In April 1918 the East Rand School Council undertook a feasibility study to see if there are sufficient Afrikaans speaking pupils past standard five to justify an Afrikaans medium school.

The survey confirmed the need for an Afrikaans secondary school. Through the hard work of Louw, the OOSRANDSE HOLLANDSE MEDIUM HOËRSKOOL was established on 29 January 1920. The school started in Nobby's Bar   next to the Boksburg Lake with 67 learners and 6 educators. Mr. an Wyk was the acting principal. At the start of the second quarter Mr. AM Muller became the first permanent principal. At the start of the third quarter the school was renamed Hoërskool Voortrekker. In 1922 the school relocated to a shop in the Morris arcade.

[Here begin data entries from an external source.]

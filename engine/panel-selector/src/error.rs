//! Error types for PanelSelector

use thiserror::Error;

#[derive(Error, Debug, Clone, PartialEq, Eq)]
pub enum PanelError {
    #[error("Unknown panel '{0}' (expected one of rtls, scheduling, mapping, analytics)")]
    UnknownPanel(String),
}
//! # MetricSimulator
//!
//! The heartbeat behind the live demo dashboard.
//!
//! The simulator owns three display metrics (active patients, bed occupancy and average
//! wait time) and nudges them on a fixed cadence with independent bounded random walks, so
//! an otherwise static mock dashboard looks like it is fed by a live location system.
//! Nothing here reads real sensors: the numbers only have to stay plausible.

pub mod config;
pub mod error;
pub mod simulator;
pub mod source;
pub mod stats;
pub mod walk;



pub use config::SimulatorConfig;
pub use error::SimulatorError;
pub use stats::SimulatorStats;
pub use simulator::MetricSimulator;
pub use source::UniformSource;
pub use walk::{JitterWalk, MetricSet, StepWalk};

/// Current version of the MetricSimulator
pub const VERSION: &str = env!("CARGO_PKG_VERSION");

/// Default tick cadence (one update every four seconds)
pub const DEFAULT_INTERVAL_MS: u64 = 4000;

/// Active patient count the demo opens with
pub const DEFAULT_ACTIVE_PATIENTS: i64 = 247;

/// Occupied beds the demo opens with
pub const DEFAULT_BED_OCCUPANCY: i64 = 23;

/// Average wait time (minutes) the demo opens with
pub const DEFAULT_WAIT_TIME_MINUTES: f64 = 8.2;

/// Uniform draws consumed by a single tick
pub const DRAWS_PER_TICK: usize = 5;
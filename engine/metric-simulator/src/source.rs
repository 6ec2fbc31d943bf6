//! Uniform random sources for the walk rules

use rand::Rng;

/// A source of uniform draws in `[0, 1)`.
///
/// The simulator never touches an ambient generator. Anything implementing this trait can
/// be injected, which is how tests replay exact tick sequences.
pub trait UniformSource: Send {
    /// Next draw, uniformly distributed over `[0, 1)`
    fn next_unit(&mut self) -> f64;
}

impl<R> UniformSource for R
where
    R: rand::RngCore + Send,
{
    fn next_unit(&mut self) -> f64 {
        self.gen::<f64>()
    }
}

/// Replays a fixed list of draws, then falls back to `0.0`.
///
/// `0.0` never crosses a step threshold, so an exhausted script leaves step walks untouched.
#[derive(Debug, Clone, Default)]
pub struct ScriptedSource {
    draws: Vec<f64>,
    cursor: usize,
}

impl ScriptedSource {
    pub fn new(draws: impl Into<Vec<f64>>) -> Self {
        Self { draws: draws.into(), cursor: 0 }
    }

    /// Draws not yet consumed
    pub fn remaining(&self) -> usize {
        self.draws.len().saturating_sub(self.cursor)
    }
}

impl UniformSource for ScriptedSource {
    fn next_unit(&mut self) -> f64 {
        let draw = self.draws.get(self.cursor).copied().unwrap_or(0.0);
        self.cursor += 1;
        draw
    }
}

In 1923  du Toit became the new principal and shortly afterwards the erection of a permanent school building began.

On 30 July 1924 the new school buildings were officially inaugurated by Professor J. H. Hofmeyer, Administrator of Transvaal.

In 1935 a fund raising was started to build an assembly hall and domestic science centre. Bernard Stanley Cooke was appointed as architect. Cooke  died in January 2011 at the age of 100. Mr Cooke was responsible for many Art Deco buildings in Johannesburg including Escom House and buildings of the Rand Easter Show grounds. He was also responsible for the drawings of the Tower of Light at the show grounds. Anton van Wouw, South Africa most renowned sculptor was commissioned to create a bas-relief depicting the "Groot Trek".

 
Anton van Wouw’s work includes the statue of Paul Kruger on Church Square Pretoria, the Woman Memorial in Bloemfontein and statues at the Voortrekker Monument. Building of the hall started in July 1936 and the building and bas relief was inaugurated on 9 December 1938.

In 1974 a statue of a Voortrekker Boy and Girl by the sculptor P Potgieter was  unveiled.

In 1976 a new hall was inaugurated. The hall was named after the principal T. S. Welman.

In 1999 Voortrekker became a dual medium school.

Nobby's Bar
"Nobby Henrey was the personification of the Rand Pioneer. He was open-hearted, generous to a fault, his good deeds can hardly be counted, and many a Boksburg resident down on his or her luck have reason to bless the day they met him." Born in Cradock in 1861, Edward Barrett Henrey decided to try his luck at the gold diggings in Barberton at the age of eighteen. Unsuccessful, he returned home but the lure of gold got the better of him and he returned to the old Transvaal and eventually arrived in Elsburg in 1885. In 1886 when  were auctioned off in Boksburg he selected a stand opposite the Old Post Office and there established what was to become the renowned "Nobby’s Bar." At the time he built the bar, he didn’t realise that his hostelry would eventually be situated in a prime position on the shores of "Montagu’s Folly," the Boksburg Lake, which became the "Beautiful Pleasure Resort of the Rand."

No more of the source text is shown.